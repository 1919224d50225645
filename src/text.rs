//! Text post-processing applied to resolved translations.

use std::collections::BTreeMap;

/// Escape character the client interprets as "format code follows".
pub const FORMAT_ESCAPE: char = '\u{00A7}';

/// Returns true for characters the client accepts after [`FORMAT_ESCAPE`].
///
/// Colors `0-9` and `a-g`, styles `k-o`, and `r` (reset).
#[must_use]
pub const fn is_format_code(c: char) -> bool {
    matches!(c, '0'..='9' | 'a'..='g' | 'k'..='o' | 'r')
}

/// Rewrites `prefix` + format code into [`FORMAT_ESCAPE`] + format code.
///
/// A prefix not followed by a format code is left alone, so `&` in prose survives.
///
/// ```
/// use virion_locale::text::colorize;
///
/// assert_eq!(colorize("&aReady & waiting", '&'), "\u{a7}aReady & waiting");
/// ```
#[must_use]
pub fn colorize(text: &str, prefix: char) -> String {
    let mut result = String::with_capacity(text.len());
    let mut chars = text.chars().peekable();

    while let Some(c) = chars.next() {
        if c == prefix && chars.peek().is_some_and(|next| is_format_code(*next)) {
            result.push(FORMAT_ESCAPE);
        } else {
            result.push(c);
        }
    }

    result
}

/// Placeholder tokens and their replacement values.
///
/// Tokens are matched literally. Inserting the same token twice keeps the last value.
#[derive(Debug, Clone, Default, PartialEq, Eq)]
pub struct Substitutions {
    values: BTreeMap<String, String>,
}

impl Substitutions {
    #[must_use]
    pub fn new() -> Self {
        Self::default()
    }

    /// Builder form of [`Substitutions::insert`].
    #[must_use]
    pub fn with(mut self, token: impl Into<String>, value: impl Into<String>) -> Self {
        self.insert(token, value);
        self
    }

    pub fn insert(&mut self, token: impl Into<String>, value: impl Into<String>) {
        self.values.insert(token.into(), value.into());
    }

    #[must_use]
    pub fn is_empty(&self) -> bool {
        self.values.is_empty()
    }

    #[must_use]
    pub fn len(&self) -> usize {
        self.values.len()
    }

    /// Replaces every token occurrence in a single left-to-right pass.
    ///
    /// When several tokens start at the same position the longest one wins.
    /// Inserted values are never rescanned, and empty tokens never match.
    #[must_use]
    pub fn apply(&self, text: &str) -> String {
        if self.values.is_empty() {
            return text.to_string();
        }

        let mut tokens: Vec<(&str, &str)> = self
            .values
            .iter()
            .filter(|(token, _)| !token.is_empty())
            .map(|(token, value)| (token.as_str(), value.as_str()))
            .collect();
        tokens.sort_by(|(a, _), (b, _)| b.len().cmp(&a.len()).then_with(|| a.cmp(b)));

        let mut result = String::with_capacity(text.len());
        let mut rest = text;

        while !rest.is_empty() {
            let matched = tokens
                .iter()
                .find_map(|(token, value)| rest.strip_prefix(token).map(|tail| (*value, tail)));

            if let Some((value, tail)) = matched {
                result.push_str(value);
                rest = tail;
                continue;
            }

            let mut chars = rest.chars();
            if let Some(c) = chars.next() {
                result.push(c);
            }
            rest = chars.as_str();
        }

        result
    }
}

impl<K: Into<String>, V: Into<String>> FromIterator<(K, V)> for Substitutions {
    fn from_iter<I: IntoIterator<Item = (K, V)>>(iter: I) -> Self {
        Self { values: iter.into_iter().map(|(k, v)| (k.into(), v.into())).collect() }
    }
}

impl<K: Into<String>, V: Into<String>, const N: usize> From<[(K, V); N]> for Substitutions {
    fn from(pairs: [(K, V); N]) -> Self {
        pairs.into_iter().collect()
    }
}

+++

▸ **Problem to solve**: When you answer, set down the entries above precisely as they read.

▸ **Worked solution**:
repository 1919224d50225645
filename src/text.rs
//! Text post-processing applied to resolved translations.

use std::collections::BTreeMap;

/// Escape character the client interprets as "format code follows".
pub const FORMAT_ESCAPE: char = '\u{00A7}';

/// Returns true for characters the client accepts after [`FORMAT_ESCAPE`].
///
/// Colors `0-9` and `a-g`, styles `k-o`, and `r` (reset).
#[must_use]
pub const fn is_format_code(c: char) -> bool {
    matches!(c, '0'..='9' | 'a'..='g' | 'k'..='o' | 'r')
}

/// Rewrites `prefix` + format code into [`FORMAT_ESCAPE`] + format code.
///
/// A prefix not followed by a format code is left alone, so `&` in prose survives.
///
/// ```
/// use virion_locale::text::colorize;
///
/// assert_eq!(colorize("&aReady & waiting", '&'), "\u{a7}aReady & waiting");
/// ```
#[must_use]
pub fn colorize(text: &str, prefix: char) -> String {
    let mut result = String::with_capacity(text.len());
    let mut chars = text.chars().peekable();

    while let Some(c) = chars.next() {
        if c == prefix && chars.peek().is_some_and(|next| is_format_code(*next)) {
            result.push(FORMAT_ESCAPE);
        } else {
            result.push(c);
        }
    }

    result
}

/// Placeholder tokens and their replacement values.
///
/// Tokens are matched literally. Inserting the same token twice keeps the last value.
#[derive(Debug, Clone, Default, PartialEq, Eq)]
pub struct Substitutions {
    values: BTreeMap<String, String>,
}

impl Substitutions {
    #[must_use]
    pub fn new() -> Self {
        Self::default()
    }

    /// Builder form of [`Substitutions::insert`].
    #[must_use]
    pub fn with(mut self, token: impl Into<String>, value: impl Into<String>) -> Self {
        self.insert(token, value);
        self
    }

    pub fn insert(&mut self, token: impl Into<String>, value: impl Into<String>) {
        self.values.insert(token.into(), value.into());
    }

    #[must_use]
    pub fn is_empty(&self) -> bool {
        self.values.is_empty()
    }

    #[must_use]
    pub fn len(&self) -> usize {
        self.values.len()
    }

    /// Replaces every token occurrence in a single left-to-right pass.
    ///
    /// When several tokens start at the same position the longest one wins.
    /// Inserted values are never rescanned, and empty tokens never match.
    #[must_use]
    pub fn apply(&self, text: &str) -> String {
        if self.values.is_empty() {
            return text.to_string();
        }

        let mut tokens: Vec<(&str, &str)> = self
            .values
            .iter()
            .filter(|(token, _)| !token.is_empty())
            .map(|(token, value)| (token.as_str(), value.as_str()))
            .collect();
        tokens.sort_by(|(a, _), (b, _)| b.len().cmp(&a.len()).then_with(|| a.cmp(b)));

        let mut result = String::with_capacity(text.len());
        let mut rest = text;

        while !rest.is_empty() {
            let matched = tokens
                .iter()
                .find_map(|(token, value)| rest.strip_prefix(token).map(|tail| (*value, tail)));

            if let Some((value, tail)) = matched {
                result.push_str(value);
                rest = tail;
                continue;
            }

            let mut chars = rest.chars();
            if let Some(c) = chars.next() {
                result.push(c);
            }
            rest = chars.as_str();
        }

        result
    }
}

impl<K: Into<String>, V: Into<String>> FromIterator<(K, V)> for Substitutions {
    fn from_iter<I: IntoIterator<Item = (K, V)>>(iter: I) -> Self {
        Self { values: iter.into_iter().map(|(k, v)| (k.into(), v.into())).collect() }
    }
}

impl<K: Into<String>, V: Into<String>, const N: usize> From<[(K, V); N]> for Substitutions {
    fn from(pairs: [(K, V); N]) -> Self {
        pairs.into_iter().collect()
    }
}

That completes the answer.